CAPREOLUS_RESULTS: directory where results are stored (default: ~/.capreolus/results/)
CAPREOLUS_CACHE: directory where cache files are stored (default: ~/.capreolus/cache/)
CAPREOLUS_LOGGING: Indicates the logging level: DEBUG, INFO (default), WARN or ERROR
CUDA_VISIBLE_DEVICES: Indicates GPUs available to PyTorch, starting from 0. For example, setting to ‘1’ will use the system’s 2nd GPU (as numbered by nvidia-smi). Set to “” (an empty string) to force CPU.

To avoid confusion and failed experiments due to limited disk space, we recommend always setting CAPREOLUS_RESULTS and CAPREOLUS_CACHE rather than relying on the default behavior. Typically, CUDA_VISIBLE_DEVICES is set immediately before running an experiment (e.g., to run several separate experiments on different GPUs in parallel).

You’re now ready to run capreolus.

Alternate installation approaches¶

This section describes alternate ways to install Capreolus. We strongly recommend installing via pip when possible (as described above).
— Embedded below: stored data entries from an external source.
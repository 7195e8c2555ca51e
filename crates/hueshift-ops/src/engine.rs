//! Color shift engine.
//!
//! [`ColorShiftEngine`] holds a reference color and the current
//! [`ShiftParameters`]. Collaborators (a color picker, a render loop) call
//! [`configure`](ColorShiftEngine::configure) whenever a new target color is
//! chosen and [`apply`](ColorShiftEngine::apply) to recolor an image.
//!
//! # States
//!
//! ```text
//!  new(reference) ──> Unconfigured (identity) ──configure──> Configured
//!                                                   ^            │
//!                                                   └─configure──┘
//! ```
//!
//! `apply` is valid in both states. There is no terminal state.
//!
//! # Concurrency
//!
//! Both operations take `&self`. The parameters sit behind an [`RwLock`] and
//! `apply` copies them once before touching any pixel, so a concurrent
//! `configure` can never mix old and new values within one call.

use std::sync::{PoisonError, RwLock};

use hueshift_core::{Color, Error, Hsv, Image, Result};
use tracing::{debug, trace};

use crate::ShiftParameters;

/// Default reference color (`#F37502`).
///
/// This is the dominant orange of the bundled sample asset.
pub const DEFAULT_REFERENCE: Color = Color::new(0xF3, 0x75, 0x02);

#[derive(Debug, Clone, Copy)]
struct EngineState {
    params: ShiftParameters,
    configured: bool,
}

/// Learns an HSV shift from a reference color to a target color and applies
/// it to images.
///
/// # Example
///
/// ```rust
/// use hueshift_core::{Color, Image};
/// use hueshift_ops::ColorShiftEngine;
///
/// let engine = ColorShiftEngine::default();
/// assert!(!engine.is_configured());
///
/// engine.configure(Color::new(0, 128, 255));
/// assert!(engine.is_configured());
///
/// let recolored = engine.apply(&Image::filled(4, 4, engine.reference()));
/// assert_eq!(recolored.dimensions(), (4, 4));
/// ```
#[derive(Debug)]
pub struct ColorShiftEngine {
    reference: Color,
    reference_hsv: Hsv,
    state: RwLock<EngineState>,
}

impl ColorShiftEngine {
    /// Creates an engine anchored at `reference`, starting with the identity
    /// shift.
    ///
    /// # Errors
    ///
    /// Returns [`Error::InvalidReferenceColor`] if the reference has zero
    /// saturation (any gray) or zero value (black).
    ///
    /// ```rust
    /// use hueshift_core::Color;
    /// use hueshift_ops::ColorShiftEngine;
    ///
    /// assert!(ColorShiftEngine::new(Color::new(243, 117, 2)).is_ok());
    /// assert!(ColorShiftEngine::new(Color::new(128, 128, 128)).is_err());
    /// ```
    pub fn new(reference: Color) -> Result<Self> {
        let reference_hsv = reference.to_hsv();
        if reference_hsv.s == 0.0 || reference_hsv.v == 0.0 {
            return Err(Error::invalid_reference(reference_hsv.s, reference_hsv.v));
        }
        debug!(
            %reference,
            h = reference_hsv.h,
            s = reference_hsv.s,
            v = reference_hsv.v,
            "Creating color shift engine"
        );
        Ok(Self::with_checked_reference(reference, reference_hsv))
    }

    fn with_checked_reference(reference: Color, reference_hsv: Hsv) -> Self {
        Self {
            reference,
            reference_hsv,
            state: RwLock::new(EngineState {
                params: ShiftParameters::identity(),
                configured: false,
            }),
        }
    }

    /// Returns the reference color.
    #[inline]
    pub fn reference(&self) -> Color {
        self.reference
    }

    /// Returns the reference color in HSV.
    #[inline]
    pub fn reference_hsv(&self) -> Hsv {
        self.reference_hsv
    }

    /// Returns a snapshot of the current shift parameters.
    pub fn parameters(&self) -> ShiftParameters {
        self.snapshot().params
    }

    /// Returns `true` once any target has been configured.
    pub fn is_configured(&self) -> bool {
        self.snapshot().configured
    }

    /// Sets the shift so that the reference color maps onto `target`.
    pub fn configure(&self, target: Color) {
        let params = ShiftParameters::from_checked_reference(self.reference_hsv, target.to_hsv());
        debug!(%target, "Configuring color shift");
        self.store(params);
    }

    /// Sets the shift from a target given in HSV.
    ///
    /// # Errors
    ///
    /// Returns [`Error::InvalidColor`] if any component is outside `[0, 1]`.
    /// The previous parameters are kept.
    pub fn configure_hsv(&self, target: Hsv) -> Result<()> {
        let target = Hsv::new(target.h, target.s, target.v)?;
        let params = ShiftParameters::from_checked_reference(self.reference_hsv, target);
        debug!(h = target.h, s = target.s, v = target.v, "Configuring color shift from HSV");
        self.store(params);
        Ok(())
    }

    /// Shifts a single color with the current parameters.
    pub fn shift_color(&self, color: Color) -> Color {
        self.parameters().shift_color(color)
    }

    /// Returns a new image with the current shift applied to every pixel.
    ///
    /// `source` is never modified. Repeated calls without an intervening
    /// `configure` return identical images. An empty source yields an empty
    /// image of the same dimensions.
    pub fn apply(&self, source: &Image) -> Image {
        let params = self.parameters();
        trace!(width = source.width(), height = source.height(), "ColorShiftEngine::apply");

        #[cfg(feature = "parallel")]
        {
            crate::parallel::map_image(source, |c| params.shift_color(c))
        }
        #[cfg(not(feature = "parallel"))]
        {
            source.mapped(|c| params.shift_color(c))
        }
    }

    /// Writes the shifted `source` into a caller-owned `dest`.
    ///
    /// # Errors
    ///
    /// Returns [`Error::DimensionMismatch`] if the images differ in size;
    /// `dest` is left untouched.
    pub fn apply_into(&self, source: &Image, dest: &mut Image) -> Result<()> {
        let params = self.parameters();
        trace!(width = source.width(), height = source.height(), "ColorShiftEngine::apply_into");

        #[cfg(feature = "parallel")]
        {
            crate::parallel::map_into(source, dest, |c| params.shift_color(c))
        }
        #[cfg(not(feature = "parallel"))]
        {
            if source.dimensions() != dest.dimensions() {
                return Err(Error::dimension_mismatch(source.dimensions(), dest.dimensions()));
            }
            for (out, &px) in dest.data_mut().iter_mut().zip(source.data()) {
                *out = params.shift_color(px);
            }
            Ok(())
        }
    }

    fn snapshot(&self) -> EngineState {
        // the state is plain Copy data, so a poisoned lock still holds a consistent value
        *self.state.read().unwrap_or_else(PoisonError::into_inner)
    }

    fn store(&self, params: ShiftParameters) {
        debug!(
            hue_rotation = params.hue_rotation,
            saturation_scale = params.saturation_scale,
            value_scale = params.value_scale,
            "Shift parameters updated"
        );
        *self.state.write().unwrap_or_else(PoisonError::into_inner) = EngineState {
            params,
            configured: true,
        };
    }
}

impl Default for ColorShiftEngine {
    /// Engine anchored at [`DEFAULT_REFERENCE`].
    fn default() -> Self {
        Self::with_checked_reference(DEFAULT_REFERENCE, DEFAULT_REFERENCE.to_hsv())
    }
}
Installing Capreolus from source¶

Clone the Capreolus repository: git clone https://github.com/capreolus-ir/capreolus
You should now have a capreolus folder that contains various files as well as another capreolus folder, which contains the actual capreolus Python package. This is a common layout for Python packages; the inside folder (i.e., capreolus/capreolus) corresponds to the Python package.
cd capreolus
Install PyTorch
pip install -r requirements.txt
You can now use Capreolus on the command line via the scripts/capreolus command. Note that this only works from the outer capreolus directory; you will need to adjust PYTHONPATH.